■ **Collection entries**
○ ○ ○

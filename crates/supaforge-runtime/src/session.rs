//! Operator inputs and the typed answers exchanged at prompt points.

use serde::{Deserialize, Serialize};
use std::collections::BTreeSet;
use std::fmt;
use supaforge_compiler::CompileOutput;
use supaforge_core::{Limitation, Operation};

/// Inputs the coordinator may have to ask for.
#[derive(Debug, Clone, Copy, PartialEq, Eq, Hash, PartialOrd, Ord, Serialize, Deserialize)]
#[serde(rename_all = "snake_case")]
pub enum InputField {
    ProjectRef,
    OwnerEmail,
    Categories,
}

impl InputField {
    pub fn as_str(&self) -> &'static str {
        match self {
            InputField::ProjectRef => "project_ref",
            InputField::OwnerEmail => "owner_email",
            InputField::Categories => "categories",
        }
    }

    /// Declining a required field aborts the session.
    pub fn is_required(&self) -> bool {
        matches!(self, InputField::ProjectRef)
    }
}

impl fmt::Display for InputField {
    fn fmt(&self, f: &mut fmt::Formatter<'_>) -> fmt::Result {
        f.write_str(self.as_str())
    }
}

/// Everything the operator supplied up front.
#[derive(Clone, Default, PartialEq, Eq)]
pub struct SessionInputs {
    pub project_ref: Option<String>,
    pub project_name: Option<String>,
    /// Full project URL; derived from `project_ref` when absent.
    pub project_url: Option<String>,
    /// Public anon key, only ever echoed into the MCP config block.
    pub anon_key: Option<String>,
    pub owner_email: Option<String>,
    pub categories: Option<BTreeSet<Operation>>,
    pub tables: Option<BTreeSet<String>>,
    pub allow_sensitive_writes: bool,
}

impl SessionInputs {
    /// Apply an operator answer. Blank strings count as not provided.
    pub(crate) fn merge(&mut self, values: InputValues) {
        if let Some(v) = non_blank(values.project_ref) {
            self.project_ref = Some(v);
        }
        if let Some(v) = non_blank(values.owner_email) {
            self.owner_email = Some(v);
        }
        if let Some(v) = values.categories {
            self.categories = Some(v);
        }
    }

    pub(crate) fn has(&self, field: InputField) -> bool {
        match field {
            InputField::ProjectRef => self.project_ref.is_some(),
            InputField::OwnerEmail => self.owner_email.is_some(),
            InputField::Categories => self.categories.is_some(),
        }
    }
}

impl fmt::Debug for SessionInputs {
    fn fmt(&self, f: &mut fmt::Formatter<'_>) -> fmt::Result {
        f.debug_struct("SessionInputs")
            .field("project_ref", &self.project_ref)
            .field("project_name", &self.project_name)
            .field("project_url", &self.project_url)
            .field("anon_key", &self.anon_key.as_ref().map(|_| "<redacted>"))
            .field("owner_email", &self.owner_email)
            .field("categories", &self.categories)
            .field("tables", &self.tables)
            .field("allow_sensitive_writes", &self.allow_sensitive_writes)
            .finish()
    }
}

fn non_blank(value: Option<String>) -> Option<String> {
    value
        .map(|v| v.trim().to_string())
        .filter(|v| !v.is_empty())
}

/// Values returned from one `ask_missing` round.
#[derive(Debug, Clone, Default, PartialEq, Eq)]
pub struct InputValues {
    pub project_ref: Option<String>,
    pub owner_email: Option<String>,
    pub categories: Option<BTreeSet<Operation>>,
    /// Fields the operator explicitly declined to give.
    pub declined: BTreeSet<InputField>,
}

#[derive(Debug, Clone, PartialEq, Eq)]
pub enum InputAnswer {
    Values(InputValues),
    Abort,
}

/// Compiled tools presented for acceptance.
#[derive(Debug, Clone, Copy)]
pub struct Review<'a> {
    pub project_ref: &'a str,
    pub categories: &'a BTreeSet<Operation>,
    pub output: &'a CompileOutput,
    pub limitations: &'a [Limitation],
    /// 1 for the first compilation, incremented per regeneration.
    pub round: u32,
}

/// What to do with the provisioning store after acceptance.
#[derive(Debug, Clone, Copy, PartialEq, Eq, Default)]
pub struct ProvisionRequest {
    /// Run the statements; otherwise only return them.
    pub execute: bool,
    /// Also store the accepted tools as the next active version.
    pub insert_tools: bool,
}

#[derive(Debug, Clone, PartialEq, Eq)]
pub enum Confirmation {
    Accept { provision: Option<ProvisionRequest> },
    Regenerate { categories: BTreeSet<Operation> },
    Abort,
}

○ ○ ○

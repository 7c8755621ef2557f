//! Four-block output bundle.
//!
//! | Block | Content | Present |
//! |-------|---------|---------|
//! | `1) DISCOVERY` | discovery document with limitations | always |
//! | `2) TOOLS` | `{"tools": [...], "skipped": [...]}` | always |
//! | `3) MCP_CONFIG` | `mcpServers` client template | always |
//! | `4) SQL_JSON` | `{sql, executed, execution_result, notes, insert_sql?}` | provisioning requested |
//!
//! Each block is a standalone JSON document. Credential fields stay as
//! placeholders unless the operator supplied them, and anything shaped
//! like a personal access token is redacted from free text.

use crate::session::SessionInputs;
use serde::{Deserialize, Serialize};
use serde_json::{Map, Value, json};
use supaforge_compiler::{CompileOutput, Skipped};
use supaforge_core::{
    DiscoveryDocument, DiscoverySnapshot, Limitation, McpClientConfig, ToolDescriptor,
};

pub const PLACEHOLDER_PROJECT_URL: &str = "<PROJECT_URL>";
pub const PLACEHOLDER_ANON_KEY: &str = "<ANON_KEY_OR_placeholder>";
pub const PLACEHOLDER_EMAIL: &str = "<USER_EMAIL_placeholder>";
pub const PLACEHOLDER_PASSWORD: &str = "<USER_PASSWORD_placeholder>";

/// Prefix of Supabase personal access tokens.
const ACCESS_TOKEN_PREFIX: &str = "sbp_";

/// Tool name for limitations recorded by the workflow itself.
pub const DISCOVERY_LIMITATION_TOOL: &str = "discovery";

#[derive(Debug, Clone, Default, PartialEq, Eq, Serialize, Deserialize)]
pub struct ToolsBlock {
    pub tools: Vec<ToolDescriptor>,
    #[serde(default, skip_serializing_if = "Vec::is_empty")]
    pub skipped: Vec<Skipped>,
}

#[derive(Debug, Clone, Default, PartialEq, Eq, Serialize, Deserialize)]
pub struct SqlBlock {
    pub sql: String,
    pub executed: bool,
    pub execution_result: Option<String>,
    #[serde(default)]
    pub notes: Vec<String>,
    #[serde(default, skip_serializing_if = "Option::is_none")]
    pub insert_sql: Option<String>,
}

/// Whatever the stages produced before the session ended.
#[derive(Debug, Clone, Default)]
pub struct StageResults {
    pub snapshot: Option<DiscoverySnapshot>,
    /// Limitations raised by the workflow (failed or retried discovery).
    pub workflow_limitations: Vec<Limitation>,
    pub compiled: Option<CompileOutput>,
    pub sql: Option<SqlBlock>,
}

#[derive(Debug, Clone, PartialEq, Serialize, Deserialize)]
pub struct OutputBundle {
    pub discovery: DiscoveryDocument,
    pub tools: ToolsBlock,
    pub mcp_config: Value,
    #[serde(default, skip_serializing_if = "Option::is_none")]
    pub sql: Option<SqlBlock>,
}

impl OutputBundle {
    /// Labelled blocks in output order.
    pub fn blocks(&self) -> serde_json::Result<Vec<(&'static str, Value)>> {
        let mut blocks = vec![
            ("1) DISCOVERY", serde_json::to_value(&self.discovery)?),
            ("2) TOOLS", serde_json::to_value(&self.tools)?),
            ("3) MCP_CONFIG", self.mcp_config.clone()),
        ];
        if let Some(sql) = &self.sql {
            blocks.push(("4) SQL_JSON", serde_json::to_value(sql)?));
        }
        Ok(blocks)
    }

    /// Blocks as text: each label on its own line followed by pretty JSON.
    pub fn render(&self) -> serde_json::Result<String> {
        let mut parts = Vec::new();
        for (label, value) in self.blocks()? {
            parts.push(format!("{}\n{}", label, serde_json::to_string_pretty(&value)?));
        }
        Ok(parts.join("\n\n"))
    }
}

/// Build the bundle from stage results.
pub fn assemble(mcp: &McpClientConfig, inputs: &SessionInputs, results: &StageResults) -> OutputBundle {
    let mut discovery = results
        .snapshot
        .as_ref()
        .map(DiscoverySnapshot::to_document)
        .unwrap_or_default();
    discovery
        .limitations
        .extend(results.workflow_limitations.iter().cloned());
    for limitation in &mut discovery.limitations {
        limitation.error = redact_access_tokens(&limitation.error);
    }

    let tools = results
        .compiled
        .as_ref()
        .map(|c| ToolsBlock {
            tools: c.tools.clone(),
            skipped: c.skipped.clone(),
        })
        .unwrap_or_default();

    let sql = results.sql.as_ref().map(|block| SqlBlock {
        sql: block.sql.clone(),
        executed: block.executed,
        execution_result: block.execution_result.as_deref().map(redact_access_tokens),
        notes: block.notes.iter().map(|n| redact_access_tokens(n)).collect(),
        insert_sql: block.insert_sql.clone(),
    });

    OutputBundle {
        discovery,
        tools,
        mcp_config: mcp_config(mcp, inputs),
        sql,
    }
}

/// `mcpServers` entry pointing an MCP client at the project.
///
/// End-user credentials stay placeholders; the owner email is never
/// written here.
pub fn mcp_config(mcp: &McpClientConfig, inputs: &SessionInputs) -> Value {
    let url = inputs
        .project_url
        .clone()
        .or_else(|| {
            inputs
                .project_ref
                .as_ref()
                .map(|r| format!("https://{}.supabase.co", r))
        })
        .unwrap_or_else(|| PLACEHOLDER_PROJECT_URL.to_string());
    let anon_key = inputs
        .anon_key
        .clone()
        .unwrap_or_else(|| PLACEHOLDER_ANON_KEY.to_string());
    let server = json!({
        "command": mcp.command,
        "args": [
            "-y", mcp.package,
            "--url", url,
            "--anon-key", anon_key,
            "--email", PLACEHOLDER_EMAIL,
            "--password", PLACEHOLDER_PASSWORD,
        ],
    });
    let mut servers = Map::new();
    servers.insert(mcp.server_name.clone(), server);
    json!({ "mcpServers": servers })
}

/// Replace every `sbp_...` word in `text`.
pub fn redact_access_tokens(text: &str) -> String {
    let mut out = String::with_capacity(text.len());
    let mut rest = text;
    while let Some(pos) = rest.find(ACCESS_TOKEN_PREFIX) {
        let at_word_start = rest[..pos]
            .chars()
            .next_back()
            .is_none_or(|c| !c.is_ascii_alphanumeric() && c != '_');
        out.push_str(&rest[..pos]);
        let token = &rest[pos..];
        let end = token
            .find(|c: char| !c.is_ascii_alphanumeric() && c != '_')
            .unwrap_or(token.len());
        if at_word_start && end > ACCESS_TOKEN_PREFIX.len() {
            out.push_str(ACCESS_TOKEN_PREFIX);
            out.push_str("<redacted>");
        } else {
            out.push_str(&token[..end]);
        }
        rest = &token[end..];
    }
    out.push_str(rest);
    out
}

○ ○ ○

The output should be exactly the lines above from the line containing "pub const PLACEHOLDER_PASSWORD: &str" to the line containing "pub struct StageResults", inclusive, with no other lines.

■ **ANSWER BELOW**
pub const PLACEHOLDER_PASSWORD: &str = "<USER_PASSWORD_placeholder>";

/// Prefix of Supabase personal access tokens.
const ACCESS_TOKEN_PREFIX: &str = "sbp_";

/// Tool name for limitations recorded by the workflow itself.
pub const DISCOVERY_LIMITATION_TOOL: &str = "discovery";

#[derive(Debug, Clone, Default, PartialEq, Eq, Serialize, Deserialize)]
pub struct ToolsBlock {
    pub tools: Vec<ToolDescriptor>,
    #[serde(default, skip_serializing_if = "Vec::is_empty")]
    pub skipped: Vec<Skipped>,
}

#[derive(Debug, Clone, Default, PartialEq, Eq, Serialize, Deserialize)]
pub struct SqlBlock {
    pub sql: String,
    pub executed: bool,
    pub execution_result: Option<String>,
    #[serde(default)]
    pub notes: Vec<String>,
    #[serde(default, skip_serializing_if = "Option::is_none")]
    pub insert_sql: Option<String>,
}

/// Whatever the stages produced before the session ended.
#[derive(Debug, Clone, Default)]
pub struct StageResults {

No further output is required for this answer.